In [None]:
8. Broadcast Join
Description: A broadcast join is a performance optimization where the smaller DataFrame is broadcasted to all the worker nodes, allowing for a much faster join when working with large datasets. Spark automatically uses broadcast join if it detects that the DataFrame size is below a threshold, but you can force it.
Use Case: When one DataFrame is much smaller than the other, and you want to avoid shuffling the larger DataFrame.


from pyspark.sql.functions import broadcast

df1.join(broadcast(df2), df1['id'] == df2['id']).show()


In [None]:
#Optimizing Joins in PySpark
'''
 * Partitioning: Ensure both DataFrames are appropriately partitioned to avoid shuffling large amounts of data.
 * Broadcast Join: Use it for joining large datasets with small ones.
 * Skew Handling: If one of your DataFrames has skewed data (i.e., some keys appear much more often than others), this can lead to 
performance bottlenecks. Use salting techniques to handle skewed joins.
'''

In [None]:
#In **PySpark**, joins are performed internally using different strategies, based on the size of the datasets being joined and the type of 
#join operation. Heres a breakdown of how joins are processed and the underlying mechanics:

### 1. **Shuffling and Data Exchange**
'''
   When PySpark performs a join between two large datasets, it needs to bring matching keys together. This often requires **shuffling**, 
   which is the process of redistributing data across the cluster. The rows with the same key from different partitions and nodes are 
   brought to the same node for the join to be performed.

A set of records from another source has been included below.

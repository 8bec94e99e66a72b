//! HTTP retrieval seam and a blocking reqwest adapter.

use hostlist_core::HostAttributes;
use tracing::{debug, warn};

use crate::{HostsConfig, HostsError};

/// Status and body of an HTTP GET.
#[derive(Debug, Clone, PartialEq, Eq)]
pub struct HttpResponse {
    pub status: u16,
    pub body: String,
}

impl HttpResponse {
    pub fn is_success(&self) -> bool {
        (200..300).contains(&self.status)
    }
}

/// Blocking HTTP GET used for the topology and host list documents.
pub trait HttpGet {
    /// Fetch `url`. Transport failures map to [`HostsError::Retrieval`];
    /// a non-success status is returned, not raised.
    fn get(&self, url: &str) -> Result<HttpResponse, HostsError>;
}

impl<T: HttpGet + ?Sized> HttpGet for &T {
    fn get(&self, url: &str) -> Result<HttpResponse, HostsError> {
        (**self).get(url)
    }
}

/// Fetch the host list feed at `url` and materialize one record per `Item`.
pub fn fetch_host_list<H: HttpGet + ?Sized>(
    http: &H,
    url: &str,
) -> Result<Vec<HostAttributes>, HostsError> {
    let response = http.get(url)?;
    if !response.is_success() {
        warn!(url, status = response.status, "host list request failed");
        return Err(HostsError::Retrieval(format!(
            "HTTP {} fetching {url}",
            response.status
        )));
    }
    let list = hostlist_xml::parse(&response.body)?;
    debug!(url, hosts = list.len(), "fetched host list");
    Ok(list.items.into_iter().map(HostAttributes::from).collect())
}

/// Blocking adapter turning an asynchronous [`reqwest::Client`] into an
/// [`HttpGet`] implementation.
///
/// Requests are driven by the provided [`tokio::runtime::Handle`]; callers
/// must invoke [`HttpGet::get`] from outside of the runtime context to avoid
/// nested `block_on` panics.
pub struct ReqwestHttp {
    handle: tokio::runtime::Handle,
    client: reqwest::Client,
}

impl ReqwestHttp {
    pub fn new(handle: tokio::runtime::Handle, config: &HostsConfig) -> Result<Self, HostsError> {
        let mut builder = reqwest::Client::builder();
        if let Some(timeout) = config.timeout {
            builder = builder.timeout(timeout);
        }
        let client = builder
            .build()
            .map_err(|err| HostsError::Retrieval(format!("create HTTP client: {err}")))?;
        Ok(Self { handle, client })
    }
}

impl HttpGet for ReqwestHttp {
    fn get(&self, url: &str) -> Result<HttpResponse, HostsError> {
        debug!(url, "http get");
        self.handle.block_on(async {
            let response = self
                .client
                .get(url)
                .send()
                .await
                .map_err(|err| HostsError::Retrieval(format!("GET {url}: {err}")))?;
            let status = response.status().as_u16();
            let body = response
                .text()
                .await
                .map_err(|err| HostsError::Retrieval(format!("read body of {url}: {err}")))?;
            Ok::<_, HostsError>(HttpResponse { status, body })
        })
    }
}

   - **Shuffling** involves:
     - Partitioning the data by key.
     - Moving data across the network between different nodes.
     - Sorting the data to prepare for the join.

   Shuffling can be very expensive, especially with large datasets, because it involves reading and writing intermediate data to disk 
   and transferring it across the network.
'''

In [None]:
### 2. **Join Algorithms**
'''
   PySpark uses different algorithms to execute the join, depending on the characteristics of the datasets and the type of join:
'''
#### 2.1. **Sort-Merge Join**
'''
   - **Description**: This is the default algorithm for large joins in PySpark. It is used when both datasets are too large to fit in 
   memory and need to be shuffled and sorted before joining.
   - **Steps**:
     1. **Shuffle** the data from both datasets so that rows with the same key end up on the same partition.
     2. **Sort** the data in each partition by the join key.
     3. **Merge** the sorted partitions by comparing keys and producing the joined output.

   - **Best for**: Large datasets that are already partitioned or sorted by key.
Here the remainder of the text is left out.